### What to work on
Check every line of the listing below for "crate", and report how many lines have it, as a number with nothing more.

### Source information
*** Begin section ***

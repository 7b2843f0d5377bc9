//! Time update system.
//!
//! Updates the shared [`WorldTime`](crate::resources::worldtime::WorldTime)
//! resource once per tick, applying `time_scale` to the provided delta.
use bevy_ecs::prelude::*;

use crate::resources::worldtime::WorldTime;

/// Advance `WorldTime` by `dt` unscaled seconds.
pub fn update_world_time(world: &mut World, dt: f32) {
    let mut wt = world.resource_mut::<WorldTime>();
    let scaled_dt = dt * wt.time_scale;
    wt.elapsed += scaled_dt;
    wt.delta = scaled_dt;
    wt.frame_count += 1;
}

*** End section ***

### Your solution
2